Oscar-winner Howard Shore recalls his Berklee days as he composes his second movement.

Boston Magazine

“The world has changed,” Galadriel says, first in Elvish, then in English. The pure tones of a boys’ choir thrum beneath her words, ancient and mysterious against the black screen. In those first moments of Lord of the Rings: The Fellowship of the Rings, sound is everything. It sets the scene before the screen does. It transports the moviegoer to wondrous and terrible Middle-earth. No small task for a few bars of music.

“Tolkien had 14 years to create Middle-earth,” composer Howard Shore notes wryly. “I have three to score it.” Shore is speaking from London, where he is recording the music for The Two Towers, the second installment in the Lord of the Rings trilogy, out this month. So far, time constraints have not appeared to hinder Shore. After all, his score to The Fellowship of the Ring won the Oscar. But Shore considers that to have been just the first of three united movements. “Creating thematic continuity—from the start of Frodo’s journey in Hobbiton to his arrival at Mordor in the last—was the goal and continues to be an enormously complicated task.”

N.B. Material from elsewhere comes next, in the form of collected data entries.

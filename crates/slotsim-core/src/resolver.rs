//! Per-slot contention resolution.
//!
//! Resolution runs in two phases. [`ContentionResolver::evaluate`] lets every
//! node sense the channel state committed for the slot and collects the nodes
//! whose backoff expired. [`ContentionResolver::commit`] then classifies the
//! slot by the size of that ready set and writes the resulting burst.
//!
//! Every node reads the same pre-slot channel state and only mutates itself,
//! so the ready set does not depend on the order nodes are visited in.

use rand::Rng;
use tracing::trace;

use crate::error::{SimError, SimResult};
use crate::node::{ContenderPool, Node, NodeId};
use crate::slot::{SlotState, SlotTimeline};

/// Nodes whose backoff expired in the current slot.
pub type ReadySet = Vec<NodeId>;

/// Classification of one slot after resolution.
#[derive(Debug, Clone, PartialEq, Eq)]
pub enum SlotOutcome {
    /// No backoff expired; the slot keeps its committed state.
    Quiet,
    /// One node started a transmission burst.
    Success(NodeId),
    /// Several nodes started transmitting together.
    Collision(Vec<NodeId>),
}

impl SlotOutcome {
    /// Slot state written for the burst, if one started.
    pub fn burst_state(&self) -> Option<SlotState> {
        match self {
            SlotOutcome::Quiet => None,
            SlotOutcome::Success(_) => Some(SlotState::Transmission),
            SlotOutcome::Collision(_) => Some(SlotState::Collision),
        }
    }
}

/// Stateless slot resolver, parameterized only by burst length.
#[derive(Debug, Clone, Copy, PartialEq, Eq)]
pub struct ContentionResolver {
    packet_size: usize,
}

impl ContentionResolver {
    /// Creates a resolver whose bursts occupy `packet_size` slots.
    pub fn new(packet_size: usize) -> Self {
        ContentionResolver { packet_size }
    }

    /// Slots occupied by each burst.
    pub fn packet_size(&self) -> usize {
        self.packet_size
    }

    /// Resolves slot `slot` end to end: sense, classify, commit.
    pub fn resolve<R: Rng + ?Sized>(
        &self,
        slot: usize,
        pool: &mut ContenderPool,
        timeline: &mut SlotTimeline,
        rng: &mut R,
    ) -> SimResult<SlotOutcome> {
        let channel = timeline.get(slot)?;
        let ready = self.evaluate(channel, pool, rng);
        self.commit(slot, ready, pool, timeline)
    }

    /// Lets every node sense `channel` and returns the nodes ready to transmit.
    pub fn evaluate<R: Rng + ?Sized>(
        &self,
        channel: SlotState,
        pool: &mut ContenderPool,
        rng: &mut R,
    ) -> ReadySet {
        pool.iter_mut()
            .filter_map(|(id, node)| node.sense(channel, rng).then_some(id))
            .collect()
    }

    /// Classifies the slot by ready-set size and writes the burst.
    pub fn commit(
        &self,
        slot: usize,
        ready: ReadySet,
        pool: &mut ContenderPool,
        timeline: &mut SlotTimeline,
    ) -> SimResult<SlotOutcome> {
        let capacity = pool.len();
        if ready.len() > capacity {
            return Err(SimError::CapacityExceeded {
                ready: ready.len(),
                capacity,
            });
        }

        let outcome = match ready.len() {
            0 => return Ok(SlotOutcome::Quiet),
            1 => {
                let id = ready[0];
                node_mut(pool, id)?.complete_transmission();
                SlotOutcome::Success(id)
            }
            _ => {
                for &id in &ready {
                    node_mut(pool, id)?.complete_collision();
                }
                SlotOutcome::Collision(ready)
            }
        };

        if let Some(state) = outcome.burst_state() {
            let written = timeline.mark_range(slot, self.packet_size, state);
            trace!(slot, %state, written, "burst started");
            if written < self.packet_size {
                trace!(
                    slot,
                    horizon = timeline.horizon(),
                    "burst clamped at horizon"
                );
            }
        }

        Ok(outcome)
    }
}

fn node_mut(pool: &mut ContenderPool, id: NodeId) -> SimResult<&mut Node> {
    let capacity = pool.len();
    pool.get_mut(id).ok_or(SimError::CapacityExceeded {
        ready: id.0 + 1,
        capacity,
    })
}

Shore's own journey took him home to Toronto after he graduated from Berklee in 1969. A few years later, his friend Lorne Michaels brought him on board as musical director of a risky new comedy show called Saturday Night Live. Shore stayed for five seasons, contributing the now-familiar SNL theme song. But he wasn’t satisfied. “I was trying to find a way to realize some of my ideas musically,” he says. “Television didn’t give me the chance.”

Filmmaker David Cronenberg did. In 1979, Shore composed the score for Cronenberg’s psycho-thriller The Brood. Since then, he’s scored for just about every genre—edgy (eXistenZ), comedy (Analyze This), suspense (Silence of the Lambs), drama (Philadelphia), hip (High Fidelity). Nonetheless, when Lord of the Rings director Peter Jackson came calling, Tinseltown pessimists winced: Though well-respected, Shore had never composed an epic. The grumblers were silenced in March, when first-time Oscar-nominee Shore beat out perennial contender Randy Newman, two-time winner James Horner, and five-time winner John Williams.

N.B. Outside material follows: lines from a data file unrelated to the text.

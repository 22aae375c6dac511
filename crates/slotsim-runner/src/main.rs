//! `slotsim` binary.
//!
//! Usage: slotsim [OPTIONS] <PKT_SIZE> <NODE_COUNT> <CW_SIZE>

use std::io;
use std::process::ExitCode;

use clap::Parser;
use slotsim_runner::{execute, init_tracing, Cli};

fn main() -> ExitCode {
    let cli = Cli::parse();
    init_tracing(cli.verbose);

    let result = cli
        .resolve()
        .and_then(|request| execute(&request, &mut io::stdout().lock()));

    match result {
        Ok(()) => ExitCode::SUCCESS,
        Err(e) => {
            if e.is_non_convergence() {
                println!("Simulation failed to converge. Exiting...");
            } else if e.is_input_error() {
                eprintln!("Error taking inputs! {}", e);
            } else {
                eprintln!("Error: {}", e);
            }
            ExitCode::from(e.exit_code())
        }
    }
}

To create his winning score, Shore wove poetry and songs from the original books with his own musical imaginings. Opera was his inspiration. “Go see Turandot,” he says. “Puccini first created it on the page, then it was staged by a director. You see the orchestra play and the movement on stage—all done in time to the music. I’m trying to accomplish the same beautiful synergy, except the directing and acting come first.”

Opera’s influence is evident throughout The Fellowship of the Ring. But Shore is careful to point out that his is a decidedly modern sensibility. He says this two-pronged approach—the classical intertwined with the contemporary—was first developed while he was at Berklee. “Lord of the Rings is a perfect example of what I learned. Berklee teaches the foundations, but it also makes students aware of what’s new.”

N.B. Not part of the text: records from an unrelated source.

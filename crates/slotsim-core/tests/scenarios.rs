//! End-to-end scenarios for the simulation engine.
//!
//! Small pools with a contention window of one make every backoff draw
//! deterministic, so these runs have exact expected slot patterns. Larger
//! pools are checked against invariants that hold for any seed.

use slotsim_core::{
    SimError, SimulationConfig, SimulationEngine, SimulationParams, SimulationStats, SlotState,
    StepOutcome,
};

// ============================================================================
// Helper Functions
// ============================================================================

fn config(packet_size: usize, node_count: usize, cw: u64) -> SimulationConfig {
    SimulationConfig::new(SimulationParams::new(packet_size, node_count, cw))
}

/// Runs to completion and returns the statistics whether or not it converged.
fn run_to_end(engine: &mut SimulationEngine) -> SimulationStats {
    match engine.run() {
        Ok(stats) => stats,
        Err(SimError::NonConvergence { stats }) => *stats,
        Err(e) => panic!("simulation failed: {e}"),
    }
}

fn expected_window(initial: u64, collisions: u64) -> u64 {
    (0..collisions).fold(initial, |w, _| w.saturating_mul(2))
}

// ============================================================================
// Reference Scenarios
// ============================================================================

/// A lone node with window 1 transmits in every slot and never collides.
#[test]
fn test_single_node_transmits_every_slot() {
    let mut engine = SimulationEngine::with_seed(config(1, 1, 1), 1).unwrap();
    let stats = engine.run().expect("single node should converge");

    assert!(stats.converged);
    // 2001/2000 - 1001/1000 equals the threshold exactly, so the sample at
    // 2000 is not stable and two stable samples arrive at 3000 and 4000.
    assert_eq!(stats.final_slot, 4000);
    assert_eq!(stats.counters.collision, 0);
    assert_eq!(stats.counters.idle, 0);
    assert_eq!(stats.counters.transmission, stats.final_slot as u64 + 1);
    assert_eq!(stats.counters.completed_packets, stats.final_slot as u64 + 1);
    assert!((stats.throughput() - 1.0).abs() < 0.001);
}

/// Two nodes with window 1 both expire in the first slot and collide.
#[test]
fn test_two_nodes_collide_first_then_back_off() {
    let mut engine = SimulationEngine::with_seed(config(1, 2, 1), 7).unwrap();

    assert_eq!(engine.step().unwrap(), StepOutcome::Continue);
    assert_eq!(engine.timeline().get(0).unwrap(), SlotState::Collision);
    assert_eq!(engine.counters().collision, 1);
    for (_, node) in engine.pool().iter() {
        assert_eq!(node.contention_window(), 2);
        assert_eq!(node.backoff(), None);
    }

    let stats = run_to_end(&mut engine);
    assert_eq!(stats.counters.total_slots(), stats.final_slot as u64 + 1);
    for (_, node) in engine.pool().iter() {
        assert_eq!(
            node.contention_window(),
            expected_window(1, node.collisions())
        );
    }
}

/// With no contenders the channel stays idle and efficiency is a constant 0.
#[test]
fn test_empty_pool_converges_at_second_sample() {
    let mut engine = SimulationEngine::with_seed(config(10, 0, 32), 3).unwrap();
    let stats = engine.run().expect("idle channel should converge");

    assert!(stats.converged);
    assert_eq!(stats.final_slot, 2000);
    assert_eq!(stats.counters.idle, 2001);
    assert_eq!(stats.counters.transmission, 0);
    assert_eq!(stats.counters.collision, 0);
    assert_eq!(stats.counters.completed_packets, 0);
    assert_eq!(stats.throughput(), 0.0);
}

/// A lone node with three-slot packets spends one idle slot re-syncing after
/// every burst, so three quarters of the slots carry data.
#[test]
fn test_resync_slot_after_each_burst() {
    let mut engine = SimulationEngine::with_seed(config(3, 1, 1), 9).unwrap();
    let stats = engine.run().expect("single node should converge");

    assert!(stats.converged);
    assert!((stats.transmission_fraction() - 0.75).abs() < 0.01);
    assert!((stats.idle_fraction() - 0.25).abs() < 0.01);
    // Bursts start every fourth slot beginning at slot 0.
    assert_eq!(
        stats.counters.completed_packets,
        (stats.final_slot as u64) / 4 + 1
    );
}

// ============================================================================
// Horizon Boundary
// ============================================================================

/// A burst that starts near the end of the horizon is clamped, and the run
/// reports non-convergence with the partial counts.
#[test]
fn test_burst_clamped_at_horizon() {
    let config = config(5, 1, 1).with_horizon(10);
    let mut engine = SimulationEngine::with_seed(config, 0).unwrap();

    let err = engine.run().unwrap_err();
    let stats = err.partial_stats().expect("non-convergence carries stats").clone();
    assert!(matches!(err, SimError::NonConvergence { .. }));

    // Slots 0-4 first burst, 5 re-sync, 6-9 second burst clamped from 6-10.
    assert_eq!(engine.timeline().horizon(), 10);
    assert_eq!(engine.timeline().count(SlotState::Transmission), 9);
    assert_eq!(engine.timeline().get(5).unwrap(), SlotState::Idle);
    assert!(!stats.converged);
    assert_eq!(stats.final_slot, 9);
    assert_eq!(stats.counters.transmission, 9);
    assert_eq!(stats.counters.idle, 1);
    assert_eq!(stats.counters.completed_packets, 2);
}

#[test]
fn test_horizon_shorter_than_sampling_interval_never_converges() {
    let config = config(1, 0, 1).with_horizon(999);
    let mut engine = SimulationEngine::with_seed(config, 0).unwrap();
    let err = engine.run().unwrap_err();
    let stats = err.partial_stats().unwrap();
    assert_eq!(stats.counters.idle, 999);
    assert_eq!(stats.final_slot, 998);
}

// ============================================================================
// Invariants Under Contention
// ============================================================================

#[test]
fn test_window_growth_matches_collisions() {
    for seed in [1, 2, 3] {
        let mut engine = SimulationEngine::with_seed(config(2, 30, 4), seed).unwrap();
        run_to_end(&mut engine);
        for (id, node) in engine.pool().iter() {
            assert_eq!(
                node.contention_window(),
                expected_window(4, node.collisions()),
                "seed {seed} {id}"
            );
        }
    }
}

#[test]
fn test_slot_counts_match_burst_counts() {
    let packet_size = 4;
    let mut engine = SimulationEngine::with_seed(config(packet_size, 20, 8), 17).unwrap();
    let stats = run_to_end(&mut engine);
    let c = stats.counters;
    let p = packet_size as u64;

    let successes: u64 = engine.pool().iter().map(|(_, n)| n.successes()).sum();
    assert_eq!(successes, c.completed_packets);

    // Every burst but the most recent one is fully counted.
    assert!(c.completed_packets > 0);
    assert!(c.transmission <= c.completed_packets * p);
    assert!(c.transmission > (c.completed_packets - 1) * p);
    assert_eq!(c.total_slots(), stats.final_slot as u64 + 1);
}

/// A tiny initial window causes a collision storm while the windows grow.
#[test]
fn test_larger_window_reduces_early_collisions() {
    let collisions_after = |cw: u64| {
        let mut engine = SimulationEngine::with_seed(config(5, 50, cw), 4).unwrap();
        for _ in 0..2000 {
            engine.step().unwrap();
        }
        engine.counters().collision
    };

    let small = collisions_after(2);
    let large = collisions_after(512);
    assert!(large < small, "cw=512: {large} collision slots, cw=2: {small}");
}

Back in the ’60s, when Shore was “a sponge, soaking up” what Berklee had to offer, film scoring wasn’t quite the glamorous track. “Film scoring consisted of one very modest class,” remembers Michael Rendish, who taught Shore and is now assistant chair of Berklee’s film scoring department. That one course later became two, but that was it until another Berklee alum, Don Wilkins, returned from Hollywood in 1975. “The industry had moved forward,” says Wilkins, “but Berklee was still the same as when I left.”

So Wilkins and Rendish began building up the department. Today, it supports 230 students, offers the only undergraduate degree in the country, and, besides Shore, counts among its alums Alan Silvestri, who won a Grammy for Cast Away, and Claudio Ragazzi, who scored The Blue Diner and Next Stop Wonderland. The original tools of the trade—metronomes, projectors, and a green metal monster called a “Movieola”—have been replaced by sleek banks of computers.

The curriculum is a re-creation of Hollywood reality. Each student is reuired to compose a miniscore to accompany a movie scene. They then record their scores, utilizing an orchestra made up of classmates. Their first project this year was a scene from The Doctor, in which William Hurt’s superior-but-shaken physician is descending to the hospital basement. On the day I visited campus, a tiny, confident girl sporting a Mickey Mouse t-shirt was in the studio. The session began with a twitch of her baton. Her eyes flitted from her sheet music to a monitor playing the movie, then around to the circle of musicians, over to the recording techies, and finally back to her score.

In spite of all the modern touches, Wilkins emphasizes that film scoring is essentially unchanged from what it was when Shore was a student: It’s still about self-expression. For Shore, this means diving into a myth created by one man (Tolkien), witnessing its transformation by a second (Jackson), and infusing the two with his own emotional, musical interpretation. Critics rated The Fellowship of the Ring a triumph, but, ultimately, moviegoers will be the final judge of the score for The Two Towers. “If a score works,” says Rendish, “I’m totally taken into the story.